#### PROBLEM DETAILS
Nothing in the data may be altered, so output all of it exactly.

[Dataset entries]
⟨
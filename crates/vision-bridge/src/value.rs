//! Native value model shared by the platform and its plugins.

use std::collections::BTreeMap;
use std::fmt;
use std::sync::Arc;
use std::sync::atomic::{AtomicU64, Ordering};

/// String-keyed mapping of native values (plugin options, plugin results).
pub type NativeMap = BTreeMap<String, NativeValue>;

static NEXT_BUFFER_ID: AtomicU64 = AtomicU64::new(1);

/// Process-unique identity of a [`NativeBuffer`].
#[derive(Clone, Copy, Debug, PartialEq, Eq, Hash, PartialOrd, Ord)]
pub struct BufferId(u64);

impl BufferId {
    pub fn get(self) -> u64 {
        self.0
    }
}

impl fmt::Display for BufferId {
    fn fmt(&self, f: &mut fmt::Formatter<'_>) -> fmt::Result {
        write!(f, "buf-{}", self.0)
    }
}

/// Immutable shared bytes with a stable identity.
///
/// Clones share both the bytes and the id, so a buffer handed out twice is
/// recognised by the buffer cache as the same buffer.
#[derive(Clone)]
pub struct NativeBuffer {
    id: BufferId,
    bytes: Arc<[u8]>,
}

impl NativeBuffer {
    pub fn new(bytes: impl Into<Arc<[u8]>>) -> Self {
        Self {
            id: BufferId(NEXT_BUFFER_ID.fetch_add(1, Ordering::Relaxed)),
            bytes: bytes.into(),
        }
    }

    pub fn id(&self) -> BufferId {
        self.id
    }

    pub fn as_bytes(&self) -> &[u8] {
        &self.bytes
    }

    pub fn len(&self) -> usize {
        self.bytes.len()
    }

    pub fn is_empty(&self) -> bool {
        self.bytes.is_empty()
    }
}

/// Buffers compare by content; identity is only meaningful to the cache.
impl PartialEq for NativeBuffer {
    fn eq(&self, other: &Self) -> bool {
        self.bytes == other.bytes
    }
}

impl fmt::Debug for NativeBuffer {
    fn fmt(&self, f: &mut fmt::Formatter<'_>) -> fmt::Result {
        f.debug_struct("NativeBuffer")
            .field("id", &self.id)
            .field("len", &self.bytes.len())
            .finish()
    }
}

/// A value in the platform's native object model.
#[derive(Clone, Debug, PartialEq)]
pub enum NativeValue {
    Null,
    Bool(bool),
    Int(i64),
    Double(f64),
    String(String),
    Array(Vec<NativeValue>),
    Map(NativeMap),
    Buffer(NativeBuffer),
}

impl NativeValue {
    pub fn type_name(&self) -> &'static str {
        match self {
            Self::Null => "null",
            Self::Bool(_) => "boolean",
            Self::Int(_) => "integer",
            Self::Double(_) => "double",
            Self::String(_) => "string",
            Self::Array(_) => "array",
            Self::Map(_) => "map",
            Self::Buffer(_) => "buffer",
        }
    }

    pub fn is_null(&self) -> bool {
        matches!(self, Self::Null)
    }

    pub fn as_bool(&self) -> Option<bool> {
        match self {
            Self::Bool(b) => Some(*b),
            _ => None,
        }
    }

    pub fn as_i64(&self) -> Option<i64> {
        match self {
            Self::Int(i) => Some(*i),
            _ => None,
        }
    }

    /// Numeric view; integers widen to `f64`.
    pub fn as_f64(&self) -> Option<f64> {
        match self {
            Self::Int(i) => Some(*i as f64),
            Self::Double(d) => Some(*d),
            _ => None,
        }
    }

    pub fn as_str(&self) -> Option<&str> {
        match self {
            Self::String(s) => Some(s),
            _ => None,
        }
    }

    pub fn as_array(&self) -> Option<&[NativeValue]> {
        match self {
            Self::Array(items) => Some(items),
            _ => None,
        }
    }

    pub fn as_map(&self) -> Option<&NativeMap> {
        match self {
            Self::Map(map) => Some(map),
            _ => None,
        }
    }

    pub fn as_buffer(&self) -> Option<&NativeBuffer> {
        match self {
            Self::Buffer(buffer) => Some(buffer),
            _ => None,
        }
    }

    /// Look up `key` when this value is a map.
    pub fn get(&self, key: &str) -> Option<&NativeValue> {
        self.as_map().and_then(|map| map.get(key))
    }
}

impl From<bool> for NativeValue {
    fn from(value: bool) -> Self {
        Self::Bool(value)
    }
}

impl From<i64> for NativeValue {
    fn from(value: i64) -> Self {
        Self::Int(value)
    }
}

impl From<i32> for NativeValue {
    fn from(value: i32) -> Self {
        Self::Int(i64::from(value))
    }
}

impl From<u32> for NativeValue {
    fn from(value: u32) -> Self {
        Self::Int(i64::from(value))
    }
}

impl From<f64> for NativeValue {
    fn from(value: f64) -> Self {
        Self::Double(value)
    }
}

impl From<&str> for NativeValue {
    fn from(value: &str) -> Self {
        Self::String(value.to_string())
    }
}

impl From<String> for NativeValue {
    fn from(value: String) -> Self {
        Self::String(value)
    }
}

impl From<Vec<NativeValue>> for NativeValue {
    fn from(value: Vec<NativeValue>) -> Self {
        Self::Array(value)
    }
}

impl From<NativeMap> for NativeValue {
    fn from(value: NativeMap) -> Self {
        Self::Map(value)
    }
}

impl From<NativeBuffer> for NativeValue {
    fn from(value: NativeBuffer) -> Self {
        Self::Buffer(value)
    }
}

impl<T: Into<NativeValue>> From<Option<T>> for NativeValue {
    fn from(value: Option<T>) -> Self {
        value.map_or(Self::Null, Into::into)
    }
}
⟩
#### RESULT OF THE TASK
filename crates/vision-bridge/src/value.rs
//! Native value model shared by the platform and its plugins.

use std::collections::BTreeMap;
use std::fmt;
use std::sync::Arc;
use std::sync::atomic::{AtomicU64, Ordering};

/// String-keyed mapping of native values (plugin options, plugin results).
pub type NativeMap = BTreeMap<String, NativeValue>;

static NEXT_BUFFER_ID: AtomicU64 = AtomicU64::new(1);

/// Process-unique identity of a [`NativeBuffer`].
#[derive(Clone, Copy, Debug, PartialEq, Eq, Hash, PartialOrd, Ord)]
pub struct BufferId(u64);

impl BufferId {
    pub fn get(self) -> u64 {
        self.0
    }
}

impl fmt::Display for BufferId {
    fn fmt(&self, f: &mut fmt::Formatter<'_>) -> fmt::Result {
        write!(f, "buf-{}", self.0)
    }
}

/// Immutable shared bytes with a stable identity.
///
/// Clones share both the bytes and the id, so a buffer handed out twice is
/// recognised by the buffer cache as the same buffer.
#[derive(Clone)]
pub struct NativeBuffer {
    id: BufferId,
    bytes: Arc<[u8]>,
}

impl NativeBuffer {
    pub fn new(bytes: impl Into<Arc<[u8]>>) -> Self {
        Self {
            id: BufferId(NEXT_BUFFER_ID.fetch_add(1, Ordering::Relaxed)),
            bytes: bytes.into(),
        }
    }

    pub fn id(&self) -> BufferId {
        self.id
    }

    pub fn as_bytes(&self) -> &[u8] {
        &self.bytes
    }

    pub fn len(&self) -> usize {
        self.bytes.len()
    }

    pub fn is_empty(&self) -> bool {
        self.bytes.is_empty()
    }
}

/// Buffers compare by content; identity is only meaningful to the cache.
impl PartialEq for NativeBuffer {
    fn eq(&self, other: &Self) -> bool {
        self.bytes == other.bytes
    }
}

impl fmt::Debug for NativeBuffer {
    fn fmt(&self, f: &mut fmt::Formatter<'_>) -> fmt::Result {
        f.debug_struct("NativeBuffer")
            .field("id", &self.id)
            .field("len", &self.bytes.len())
            .finish()
    }
}

/// A value in the platform's native object model.
#[derive(Clone, Debug, PartialEq)]
pub enum NativeValue {
    Null,
    Bool(bool),
    Int(i64),
    Double(f64),
    String(String),
    Array(Vec<NativeValue>),
    Map(NativeMap),
    Buffer(NativeBuffer),
}

impl NativeValue {
    pub fn type_name(&self) -> &'static str {
        match self {
            Self::Null => "null",
            Self::Bool(_) => "boolean",
            Self::Int(_) => "integer",
            Self::Double(_) => "double",
            Self::String(_) => "string",
            Self::Array(_) => "array",
            Self::Map(_) => "map",
            Self::Buffer(_) => "buffer",
        }
    }

    pub fn is_null(&self) -> bool {
        matches!(self, Self::Null)
    }

    pub fn as_bool(&self) -> Option<bool> {
        match self {
            Self::Bool(b) => Some(*b),
            _ => None,
        }
    }

    pub fn as_i64(&self) -> Option<i64> {
        match self {
            Self::Int(i) => Some(*i),
            _ => None,
        }
    }

    /// Numeric view; integers widen to `f64`.
    pub fn as_f64(&self) -> Option<f64> {
        match self {
            Self::Int(i) => Some(*i as f64),
            Self::Double(d) => Some(*d),
            _ => None,
        }
    }

    pub fn as_str(&self) -> Option<&str> {
        match self {
            Self::String(s) => Some(s),
            _ => None,
        }
    }

    pub fn as_array(&self) -> Option<&[NativeValue]> {
        match self {
            Self::Array(items) => Some(items),
            _ => None,
        }
    }

    pub fn as_map(&self) -> Option<&NativeMap> {
        match self {
            Self::Map(map) => Some(map),
            _ => None,
        }
    }

    pub fn as_buffer(&self) -> Option<&NativeBuffer> {
        match self {
            Self::Buffer(buffer) => Some(buffer),
            _ => None,
        }
    }

    /// Look up `key` when this value is a map.
    pub fn get(&self, key: &str) -> Option<&NativeValue> {
        self.as_map().and_then(|map| map.get(key))
    }
}

impl From<bool> for NativeValue {
    fn from(value: bool) -> Self {
        Self::Bool(value)
    }
}

impl From<i64> for NativeValue {
    fn from(value: i64) -> Self {
        Self::Int(value)
    }
}

impl From<i32> for NativeValue {
    fn from(value: i32) -> Self {
        Self::Int(i64::from(value))
    }
}

impl From<u32> for NativeValue {
    fn from(value: u32) -> Self {
        Self::Int(i64::from(value))
    }
}

impl From<f64> for NativeValue {
    fn from(value: f64) -> Self {
        Self::Double(value)
    }
}

impl From<&str> for NativeValue {
    fn from(value: &str) -> Self {
        Self::String(value.to_string())
    }
}

impl From<String> for NativeValue {
    fn from(value: String) -> Self {
        Self::String(value)
    }
}

impl From<Vec<NativeValue>> for NativeValue {
    fn from(value: Vec<NativeValue>) -> Self {
        Self::Array(value)
    }
}

impl From<NativeMap> for NativeValue {
    fn from(value: NativeMap) -> Self {
        Self::Map(value)
    }
}

impl From<NativeBuffer> for NativeValue {
    fn from(value: NativeBuffer) -> Self {
        Self::Buffer(value)
    }
}

impl<T: Into<NativeValue>> From<Option<T>> for NativeValue {
    fn from(value: Option<T>) -> Self {
        value.map_or(Self::Null, Into::into)
    }
}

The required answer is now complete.